Saturday, March 12, 2011

List of Fourth-coming articles in DWBIConcepts.com

Currently working on the following articles for www.DWBIConcepts.com:

1. A primer on Informatica MetaData Repository Tables

2. Benefits and troubles of Informatica Persistent Cache

3. Writing SQL Query to extract simple information from Informatica Metadata tables


Target to publish by 20th March 2011

Blogged using iPhone

Monday, August 30, 2010

Should we keep Index and Data in separate tablespace?

Index and Data in Separate Tablespaces

Recently I got caught up in a developer-DBA argument regarding placing of database indexes in separate tablespace from data tablespace. These developers and DBAs belong to a project where all data and indexes are stored in different tablespaces.

But still there are a few indexes on a daily truncate-and-load type temporary table that are managed through the ETL code. Meaning, those indexes are dropped before batch loading and recreated after the load. The trouble here is - the ETL jobs create the index in the data tablespace instead of creating them in the index tablespace.
While DBA wants developers to change the code to create the indexes in the proper tablespace, developers’ argument is why creating indexes in a different tablespace are so important?
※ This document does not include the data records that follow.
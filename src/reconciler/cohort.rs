use futures::FutureExt;
use std::collections::BTreeMap;
use std::panic::AssertUnwindSafe;
use std::sync::Arc;
use tracing::{debug, error, info, warn};

use crate::payment::models::CohortKey;
use crate::payment::registry::{ActivePayment, StatusUpdate};
use crate::reconciler::governor::CheckGovernor;

/// Invoices grouped by the backend that serves them, in snapshot order
pub type Cohorts = BTreeMap<CohortKey, Vec<Arc<ActivePayment>>>;

/// Group a registry snapshot into cohorts. Every invoice lands in exactly one.
pub fn partition(snapshot: Vec<Arc<ActivePayment>>) -> Cohorts {
    let mut cohorts = Cohorts::new();
    for payment in snapshot {
        cohorts
            .entry(payment.identity().cohort_key())
            .or_default()
            .push(payment);
    }
    cohorts
}

/// What happened to one cohort during a batch
#[derive(Debug, Clone, Copy, Default, PartialEq, Eq)]
pub struct CohortReport {
    /// Invoices that went through the governor
    pub checked: usize,
    /// Checks that moved an invoice to a new status
    pub changed: usize,
    /// Terminal invoices left alone
    pub skipped: usize,
    /// Timeouts, rejected transitions and panics
    pub failed: usize,
}

impl CohortReport {
    pub fn merge(&mut self, other: CohortReport) {
        self.checked += other.checked;
        self.changed += other.changed;
        self.skipped += other.skipped;
        self.failed += other.failed;
    }
}

/// Check every invoice in the cohort one after another
///
/// Invoices in a cohort share an upstream provider, so they are never checked
/// concurrently. A failure on one invoice is logged and the runner moves on.
pub async fn run_cohort(
    key: CohortKey,
    cohort: &[Arc<ActivePayment>],
    governor: &CheckGovernor,
) -> CohortReport {
    let mut report = CohortReport::default();
    if cohort.is_empty() {
        return report;
    }

    debug!("Cohort {} starting with {} invoices", key, cohort.len());

    for payment in cohort {
        let invoice = payment.id();
        let status = payment.status();

        if status.is_terminal() {
            debug!("Skipping invoice {} in terminal status {}", invoice, status);
            report.skipped += 1;
            continue;
        }

        report.checked += 1;

        let outcome = AssertUnwindSafe(governor.resolve(payment))
            .catch_unwind()
            .await;

        match outcome {
            Ok(Ok(resolution)) => match payment.apply_observation(resolution.observation) {
                Ok(StatusUpdate::Changed { .. }) => report.changed += 1,
                Ok(StatusUpdate::Unchanged) => {}
                Err(e) => {
                    warn!("Ignoring status report for invoice {}: {}", invoice, e);
                    report.failed += 1;
                }
            },
            Ok(Err(e)) => {
                error!("Check failed for invoice {}: {}", invoice, e);
                report.failed += 1;
            }
            Err(_) => {
                error!("Check for invoice {} panicked", invoice);
                report.failed += 1;
            }
        }
    }

    info!(
        "Cohort {} done: {} checked, {} changed, {} skipped, {} failed",
        key, report.checked, report.changed, report.skipped, report.failed
    );

    report
}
Why do you need a separate Tablespace for Indexes?

The DBA’s argument is they need a separate tablespace for indexes for performance reasons.

And that is off course wrong.

Putting all your indexes in a separate tablespace than your data does not increase performance (tablespace is not a ‘performance thing’.) Table data and table indexes are not read simultaneously. Oracle reads index first followed by the data. So what really needs to be achieved for performance is an evenly distributed I/O over all available devices. Separating data and index does not necessarily achieve a balanced I/O. And if one really wants to achieve an evenly distributed I/O – a far better idea will be to take all the available devices – create a really big stripe set and put everything in it.

So DBA is wrong if s/he wants it for performance reason.



But then, is there any other benefit for separating index and data tablespace?

There can be some administrative plus points for the same. For example separating index and data might help in recovery. If you place all of your indexes on a separate disk, you don't have to worry if the disk of backup becomes corrupt because you can rebuild the indexes to restore the device.

Sunday, August 8, 2010

Testing in data warehouse projects

Recently Arun Sundararaman from Accenture has posted an article on DWBI Testing in Information-management.com. The article can be found out here. The article brings in a very timely discussion on the state of testing methodologies for data warehousing projects.

DWBI testing is so far the least explored area in the data warehousing domain. Majority of data warehousing projects that fail, rarely fail in the implementation phase, rather they mostly fail in the user acceptance phase. This is largely due to the fact that end users often find their data warehouse generating unacceptable reports (Or reports generating numbers outside their "tolerance" limit) while compared to actually known business scenarios. Whatever be the root cause of that, proper testing is the only way of detecting and fixing those issues.

Unfortunately, in the current data warehousing context, the only viable method of testing is through manual SQL scripting. Metadata management tools fail miserably if "SQL Override" or "Stored Procedures" are used in the ETL phase. But that's not the only real problem of automated testing. The main issue is we are yet to come up with a generic testing strategy for data warehouse data reconciliation method.

I believe this is a high time when data warehousing practitioners, both individual and organizations, take data warehousing testing seriously and develop a common methodology for the same.

Saturday, July 10, 2010

Compare between CTAS, COPY and DIRECT PATH Load in Oracle

OK. Here is a simple task that I am trying to achieve all through out tonight.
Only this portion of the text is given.